M.B: Elbette özgür kişilerin yetişmesinde bir kurum olarak eğitimin önemli bir yeri vardır. Özgür kişileri yetiştirecek eğitimcilerin yetişmesi için eğitim kurumlarının başında özgür kişilerin olması gerekir. Böylece özgür kişilerin oluşturduğu eğitim kurumlarında eğitim verecek kişilerin de özgür kişiler olması, bu kişilerin yetiştireceği kişilerin de özgür olmasını sağlar. Bu yüzden özgürlük söz konusu olduğunda eğitim sine qua nondur/olmazsa olmazdır. Bunu yapacak olan da bir kurum olarak politikadır, yani politikacılardır. Dolayısıyla politikacıların, bir ülkeyi yönetenlerin özgür (ruhlu) kişiler olması gerekmektedir. Bu da ideolojik bakış(lar)ı kırarak ülkeyi/ülkeleri inşa etmek anlamına gelmektedir. Bugün bunun hem ülkemizi hem de dünyayı, olan biteni düşündüğümüzde güç olduğu görülmektedir.

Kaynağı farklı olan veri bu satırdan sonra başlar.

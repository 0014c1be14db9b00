//! Retry policy types.
//!
//! [`RetryOptions`] decides how many times a failed request is retried, which
//! failures qualify, and how long to wait in between.

use std::collections::BTreeSet;
use std::time::Duration;

use crate::clients::errors::ErrorKind;

/// Status codes retried by default.
pub const DEFAULT_RETRY_STATUSES: [u16; 6] = [408, 429, 500, 502, 503, 504];

/// Upper bound on honored `Retry-After` waits.
pub const DEFAULT_MAX_RETRY_AFTER: Duration = Duration::from_secs(60);

/// Delay strategy between retry attempts.
#[derive(Clone, Copy, Debug, PartialEq, Eq)]
pub enum Backoff {
    /// Wait the same delay before every retry.
    Fixed(Duration),
    /// Wait `base × 2^(retry − 1)`, optionally capped.
    Exponential {
        /// Delay before the first retry.
        base: Duration,
        /// Largest delay ever waited.
        cap: Option<Duration>,
        /// Randomize each delay within `[delay / 2, delay]`.
        jitter: bool,
    },
}

impl Backoff {
    /// Creates an uncapped exponential backoff without jitter.
    #[must_use]
    pub const fn exponential(base: Duration) -> Self {
        Self::Exponential {
            base,
            cap: None,
            jitter: false,
        }
    }

    /// Returns the delay before the given retry (1 for the first retry).
    ///
    /// This is a pure function of the retry number and the strategy; jitter
    /// is applied separately by the caller.
    #[must_use]
    pub fn delay_for(&self, retry: u32) -> Duration {
        match *self {
            Self::Fixed(delay) => delay,
            Self::Exponential { base, cap, .. } => {
                let factor = 2u32.saturating_pow(retry.saturating_sub(1));
                let delay = base.saturating_mul(factor);
                cap.map_or(delay, |cap| delay.min(cap))
            }
        }
    }

    /// Returns `true` if delays should be randomized.
    #[must_use]
    pub const fn has_jitter(&self) -> bool {
        matches!(self, Self::Exponential { jitter: true, .. })
    }
}

impl Default for Backoff {
    fn default() -> Self {
        Self::Fixed(Duration::from_secs(1))
    }
}

/// Retry policy for a request.
///
/// `max_attempts` counts retries, so a permanently failing request is sent
/// `max_attempts + 1` times; `0` means "send once".
///
/// A failure is retried when attempts remain and either
/// - it is a response error whose status is in `retry_statuses`, or
/// - its kind is in `retry_kinds`.
///
/// Validation errors, unknown errors and aborted runs are never retried.
///
/// # Example
///
/// ```rust
/// use std::time::Duration;
/// use http_alchemy::{Backoff, ErrorKind, RetryOptions};
///
/// let options = RetryOptions::new(3)
///     .backoff(Backoff::exponential(Duration::from_millis(100)))
///     .retry_statuses([503])
///     .retry_kinds([ErrorKind::Request, ErrorKind::Transport]);
///
/// assert_eq!(options.backoff.delay_for(3), Duration::from_millis(400));
/// ```
#[derive(Clone, Debug, PartialEq, Eq)]
pub struct RetryOptions {
    /// Number of retries after the first attempt.
    pub max_attempts: u32,
    /// Delay strategy between attempts.
    pub backoff: Backoff,
    /// Response statuses that qualify for a retry.
    pub retry_statuses: BTreeSet<u16>,
    /// Error kinds that qualify for a retry regardless of status.
    pub retry_kinds: BTreeSet<ErrorKind>,
    /// Wait for the response's `Retry-After` instead of the backoff delay.
    pub respect_retry_after: bool,
    /// Longest `Retry-After` wait that is honored.
    pub max_retry_after: Duration,
}

impl RetryOptions {
    /// Creates retry options with the given retry budget and default policy.
    #[must_use]
    pub fn new(max_attempts: u32) -> Self {
        Self {
            max_attempts,
            ..Self::default()
        }
    }

    /// Sets the backoff strategy.
    #[must_use]
    pub const fn backoff(mut self, backoff: Backoff) -> Self {
        self.backoff = backoff;
        self
    }

    /// Replaces the set of retryable statuses.
    #[must_use]
    pub fn retry_statuses(mut self, statuses: impl IntoIterator<Item = u16>) -> Self {
        self.retry_statuses = statuses.into_iter().collect();
        self
    }

    /// Replaces the set of retryable error kinds.
    #[must_use]
    pub fn retry_kinds(mut self, kinds: impl IntoIterator<Item = ErrorKind>) -> Self {
        self.retry_kinds = kinds.into_iter().collect();
        self
    }

    /// Sets whether `Retry-After` response headers are honored.
    #[must_use]
    pub const fn respect_retry_after(mut self, respect: bool) -> Self {
        self.respect_retry_after = respect;
        self
    }

    /// Sets the longest honored `Retry-After` wait.
    #[must_use]
    pub const fn max_retry_after(mut self, max: Duration) -> Self {
        self.max_retry_after = max;
        self
    }
}

impl Default for RetryOptions {
    fn default() -> Self {
        Self {
            max_attempts: 0,
            backoff: Backoff::default(),
            retry_statuses: DEFAULT_RETRY_STATUSES.into_iter().collect(),
            retry_kinds: BTreeSet::from([ErrorKind::Request]),
            respect_retry_after: true,
            max_retry_after: DEFAULT_MAX_RETRY_AFTER,
        }
    }
}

Ancak önemli olan bu güçlüklerin üstesinden gelmeyi istemektir. Elbette sadece istemek yetmez, eylemek de gerekir.

H.G: Özgürlük ve sorumluluk ilişkisini açıklar mısınız?

M.B: Özgürlük ve sorumluluk arasında doğrudan bir bağ vardır. Bir kişi olarak biz başkalarının olduğu bir dünyaya geliyoruz ve onlarla birlikte yaşamak durumundayız. Başkaları/başkası ise bizden farklı, bizden başka bir konumu/konumda olmasıyla hayatın içinde var olmaktadır. Bu var olma bazen bizi huzursuz, bizi tedirgin edebilir. Elbette bu, başkasının kendine ait bir bakışının olmasından kaynaklanmaktadır. Başkasını biçimlendirme, kendi bakışımızı ona kabul ettirme gibi bir eğilimimiz olduğu veya sürdüğü sürece çatışma kaçınılmaz olur. Bunu aşabilmenin bir yolu başkasının da hayatın içinde bizim gibi konumlandığını ve kendine ait bir bakışının olduğunu kabul etmektir. Bu, giderek bizi ondan, onun bakışından sorumlu olduğumuzun bilgisini edinmeye götürür. Bu öyle bir boyut alabilir ki, bu sorumluluk ile onun yapı bütünlüğüne gelebilecek bir zararın önlenmesi noktasında bizi eyleme geçirir. Bu şekilde başkasından sorumlu olduğumuz bilgisi onun özgürlüğünün teminatının kendimiz olduğu bilgisini ortaya çıkarır. Böylece biz hem kendimizin hem de başkasının özgürlüğünün güvencesi olmaktayız. Bu “altından kolayca kalkılamayacak” bir sorumluluktur. Ancak gerçek olan da budur. Bu, başkasından sorumlu olduğumuz ve başkasının da ben’den sorumlu olduğu bir özgürlüğün pratikte, eylem alanında imkanının olduğu bilgisini bize verir.